Add a proper amount of salt, chicken essence, egg white and cooking wine to the dried fish fillets, add some raw flour after catching them evenly, continue to catch them evenly, and finally add a little oil until the fish fillets are shiny.
2> Slice cucumber, onion, tomato, ginger and green pepper, and dice the pepper for later use.
3> Wash the pan, heat it and drain the oil. When the oil is heated to 7 layers, add ginger and onion. When the green onions begin to turn Huang Shi, pour in the fish heads and bones and fry until they turn yellow.
Then pour in boiling water and cook over high fire until the soup turns white (fish bones are usually fried yellow, and when boiled in boiling water, it turns white in a few minutes).
4> Take a clean pot, add a proper amount of oil to the pot, heat the oil, add the remaining onions, ginger, peppers, green peppers and shallots, stir-fry until the fragrance is overflowing, and then add the freshly cooked fish soup.
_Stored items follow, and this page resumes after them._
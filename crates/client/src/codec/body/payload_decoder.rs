//! Decoder implementation for HTTP response payloads.
//!
//! This module provides a unified decoder for handling different types of response bodies:
//! - Content-Length based payloads
//! - Chunked transfer encoding
//! - Payloads delimited by the connection closing
//! - Messages with no body
//!
//! The strategy is picked from the [`PayloadSize`] computed for the response head.

use crate::codec::body::chunked_decoder::ChunkedDecoder;
use crate::codec::body::close_decoder::CloseDecoder;
use crate::codec::body::length_decoder::LengthDecoder;
use crate::protocol::{HeaderFields, HeaderPolicy, ParseError, PayloadItem, PayloadSize};
use bytes::BytesMut;
use tokio_util::codec::Decoder;

/// A unified decoder for handling HTTP response payloads.
#[derive(Debug, Clone)]
pub struct PayloadDecoder {
    /// The specific decoding strategy to use
    kind: Kind,
}

/// Enum representing different payload decoding strategies.
#[derive(Debug, Clone)]
enum Kind {
    /// Decode payload with a fixed content length
    Length(LengthDecoder),

    /// Decode payload using chunked transfer encoding
    Chunked(ChunkedDecoder),

    /// Everything until the connection closes
    UntilClose(CloseDecoder),

    /// Handle messages with no body
    NoBody,
}

impl PayloadDecoder {
    /// Creates the decoder matching `payload_size`; trailers follow `policy`.
    pub fn new(payload_size: PayloadSize, policy: HeaderPolicy) -> Self {
        match payload_size {
            PayloadSize::Length(length) => Self::fix_length(length),
            PayloadSize::Chunked => Self::chunked(policy),
            PayloadSize::UntilClose => Self { kind: Kind::UntilClose(CloseDecoder::new()) },
            PayloadSize::Empty => Self::empty(),
        }
    }

    /// Creates a PayloadDecoder for messages with no body.
    pub fn empty() -> Self {
        Self { kind: Kind::NoBody }
    }

    /// Creates a PayloadDecoder for chunked transfer encoding.
    pub fn chunked(policy: HeaderPolicy) -> Self {
        Self { kind: Kind::Chunked(ChunkedDecoder::new(policy)) }
    }

    /// Creates a PayloadDecoder for a fixed-length payload.
    pub fn fix_length(size: u64) -> Self {
        Self { kind: Kind::Length(LengthDecoder::new(size)) }
    }

    /// Returns whether this decoder handles chunked transfer encoding.
    pub fn is_chunked(&self) -> bool {
        matches!(self.kind, Kind::Chunked(_))
    }

    /// Returns whether this decoder handles messages with no body.
    pub fn is_empty(&self) -> bool {
        matches!(self.kind, Kind::NoBody)
    }

    /// Returns whether this decoder handles fixed-length payloads.
    pub fn is_fix_length(&self) -> bool {
        matches!(self.kind, Kind::Length(_))
    }

    /// Returns whether this decoder reads until the connection closes.
    pub fn is_until_close(&self) -> bool {
        matches!(self.kind, Kind::UntilClose(_))
    }

    /// Takes the trailer fields of a finished chunked body.
    pub fn take_trailers(&mut self) -> Option<HeaderFields> {
        match &mut self.kind {
            Kind::Chunked(chunked_decoder) => chunked_decoder.take_trailers(),
            _ => None,
        }
    }
}

/// Delegates to the appropriate decoder based on the payload type.
impl Decoder for PayloadDecoder {
    type Item = PayloadItem;
    type Error = ParseError;

    fn decode(&mut self, src: &mut BytesMut) -> Result<Option<Self::Item>, Self::Error> {
        match &mut self.kind {
            Kind::Length(length_decoder) => length_decoder.decode(src),
            Kind::Chunked(chunked_decoder) => chunked_decoder.decode(src),
            Kind::UntilClose(close_decoder) => close_decoder.decode(src),
            Kind::NoBody => Ok(Some(PayloadItem::Eof)),
        }
    }

    fn decode_eof(&mut self, src: &mut BytesMut) -> Result<Option<Self::Item>, Self::Error> {
        match &mut self.kind {
            Kind::Length(length_decoder) => length_decoder.decode_eof(src),
            Kind::Chunked(chunked_decoder) => match chunked_decoder.decode(src)? {
                Some(item) => Ok(Some(item)),
                None => Err(chunked_decoder.eof_error()),
            },
            Kind::UntilClose(close_decoder) => close_decoder.decode_eof(src),
            Kind::NoBody => Ok(Some(PayloadItem::Eof)),
        }
    }
}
5> After the soup is poured in, add salt, chicken essence, pepper and chicken juice, and it is delicious. Bring the fire to a boil and continue to add cucumbers and tomatoes. The soup will be ready after seasoning.
6> Wash and dry the pebbles, fry them in a hot oil pan until the oil pan smokes, take them out and put them in a wooden bucket, and spread the marinated fish fillets on the pebbles.
7> After the fish fillets are laid, pour in the fish soup cooked before, spread with green and red peppers, cover the pot, and simmer for 3 minutes.